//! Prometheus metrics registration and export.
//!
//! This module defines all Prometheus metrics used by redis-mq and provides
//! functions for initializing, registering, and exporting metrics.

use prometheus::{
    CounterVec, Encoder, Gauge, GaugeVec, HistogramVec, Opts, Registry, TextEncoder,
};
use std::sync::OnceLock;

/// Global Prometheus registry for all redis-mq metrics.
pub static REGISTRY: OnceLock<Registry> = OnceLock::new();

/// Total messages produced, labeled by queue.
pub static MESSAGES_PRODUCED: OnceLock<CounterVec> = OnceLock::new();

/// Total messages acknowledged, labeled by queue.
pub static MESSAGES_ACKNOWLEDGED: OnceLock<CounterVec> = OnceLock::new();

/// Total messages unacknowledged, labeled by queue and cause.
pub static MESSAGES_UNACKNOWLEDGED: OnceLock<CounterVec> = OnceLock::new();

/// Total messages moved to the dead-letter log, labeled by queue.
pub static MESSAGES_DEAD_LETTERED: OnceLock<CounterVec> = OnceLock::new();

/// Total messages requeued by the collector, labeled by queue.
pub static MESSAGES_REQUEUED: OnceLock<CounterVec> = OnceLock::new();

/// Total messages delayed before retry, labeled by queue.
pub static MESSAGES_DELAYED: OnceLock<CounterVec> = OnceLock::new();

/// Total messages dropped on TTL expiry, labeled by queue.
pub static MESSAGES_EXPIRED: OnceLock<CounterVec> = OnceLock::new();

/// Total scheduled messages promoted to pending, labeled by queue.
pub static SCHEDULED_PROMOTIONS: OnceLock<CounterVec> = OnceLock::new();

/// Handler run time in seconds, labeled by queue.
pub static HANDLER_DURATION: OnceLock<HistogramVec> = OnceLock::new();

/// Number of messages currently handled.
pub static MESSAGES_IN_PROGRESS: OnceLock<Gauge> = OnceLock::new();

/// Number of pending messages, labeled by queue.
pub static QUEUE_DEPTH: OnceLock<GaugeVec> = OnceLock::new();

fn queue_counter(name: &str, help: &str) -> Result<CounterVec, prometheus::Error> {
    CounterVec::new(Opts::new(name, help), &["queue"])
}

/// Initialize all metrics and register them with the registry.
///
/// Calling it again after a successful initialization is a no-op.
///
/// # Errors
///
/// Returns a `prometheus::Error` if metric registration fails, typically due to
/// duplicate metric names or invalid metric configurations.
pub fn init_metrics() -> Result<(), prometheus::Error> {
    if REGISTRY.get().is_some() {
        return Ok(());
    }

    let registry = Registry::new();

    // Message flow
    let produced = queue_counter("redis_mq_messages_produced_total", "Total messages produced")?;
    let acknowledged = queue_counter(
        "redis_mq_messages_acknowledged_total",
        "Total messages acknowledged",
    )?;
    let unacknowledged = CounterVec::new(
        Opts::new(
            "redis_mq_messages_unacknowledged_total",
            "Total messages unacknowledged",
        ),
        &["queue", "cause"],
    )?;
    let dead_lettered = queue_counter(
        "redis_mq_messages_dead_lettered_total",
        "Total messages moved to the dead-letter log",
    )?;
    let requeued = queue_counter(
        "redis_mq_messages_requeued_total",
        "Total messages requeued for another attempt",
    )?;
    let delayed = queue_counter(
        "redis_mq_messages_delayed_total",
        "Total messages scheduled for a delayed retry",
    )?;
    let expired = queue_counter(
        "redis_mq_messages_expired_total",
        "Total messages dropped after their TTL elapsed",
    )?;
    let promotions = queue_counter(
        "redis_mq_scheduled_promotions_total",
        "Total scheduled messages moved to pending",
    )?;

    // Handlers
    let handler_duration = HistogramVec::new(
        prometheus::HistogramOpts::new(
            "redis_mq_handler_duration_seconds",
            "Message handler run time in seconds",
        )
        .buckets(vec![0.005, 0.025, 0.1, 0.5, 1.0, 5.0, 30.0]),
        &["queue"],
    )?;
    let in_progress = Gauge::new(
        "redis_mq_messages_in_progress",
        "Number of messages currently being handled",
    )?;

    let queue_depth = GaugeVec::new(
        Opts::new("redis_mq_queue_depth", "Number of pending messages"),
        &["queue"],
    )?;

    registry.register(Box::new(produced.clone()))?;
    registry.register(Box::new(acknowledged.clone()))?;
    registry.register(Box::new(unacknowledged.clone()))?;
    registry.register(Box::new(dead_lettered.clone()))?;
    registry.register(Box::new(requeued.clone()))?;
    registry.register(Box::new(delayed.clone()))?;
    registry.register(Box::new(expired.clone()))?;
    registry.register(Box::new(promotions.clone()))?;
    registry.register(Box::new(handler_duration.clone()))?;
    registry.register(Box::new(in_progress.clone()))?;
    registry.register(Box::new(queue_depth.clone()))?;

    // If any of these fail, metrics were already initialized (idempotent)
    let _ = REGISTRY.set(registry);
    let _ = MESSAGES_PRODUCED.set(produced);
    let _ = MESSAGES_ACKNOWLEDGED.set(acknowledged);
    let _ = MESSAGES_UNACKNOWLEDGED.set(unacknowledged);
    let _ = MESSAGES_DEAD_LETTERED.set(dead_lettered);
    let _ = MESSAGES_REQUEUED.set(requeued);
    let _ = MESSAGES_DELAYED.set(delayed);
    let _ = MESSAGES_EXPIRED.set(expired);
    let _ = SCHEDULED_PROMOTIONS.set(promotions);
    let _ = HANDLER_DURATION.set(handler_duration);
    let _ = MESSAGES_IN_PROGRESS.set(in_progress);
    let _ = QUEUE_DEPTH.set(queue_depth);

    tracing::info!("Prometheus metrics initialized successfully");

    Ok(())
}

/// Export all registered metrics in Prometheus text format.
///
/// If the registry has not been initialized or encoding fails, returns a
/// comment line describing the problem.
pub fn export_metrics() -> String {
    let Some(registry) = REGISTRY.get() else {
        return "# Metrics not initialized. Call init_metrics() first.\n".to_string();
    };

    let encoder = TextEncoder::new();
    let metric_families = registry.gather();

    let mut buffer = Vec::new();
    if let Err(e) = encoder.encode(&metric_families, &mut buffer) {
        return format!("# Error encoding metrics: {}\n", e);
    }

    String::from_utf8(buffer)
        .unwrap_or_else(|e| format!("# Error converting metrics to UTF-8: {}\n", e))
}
· · · · ·
* Task details *
Among the lines above, show every one that contains the string "labeled".

* Solution *
/// Total messages produced, labeled by queue.
/// Total messages acknowledged, labeled by queue.
/// Total messages unacknowledged, labeled by queue and cause.
/// Total messages moved to the dead-letter log, labeled by queue.
/// Total messages requeued by the collector, labeled by queue.
/// Total messages delayed before retry, labeled by queue.
/// Total messages dropped on TTL expiry, labeled by queue.
/// Total scheduled messages promoted to pending, labeled by queue.
/// Handler run time in seconds, labeled by queue.
/// Number of pending messages, labeled by queue.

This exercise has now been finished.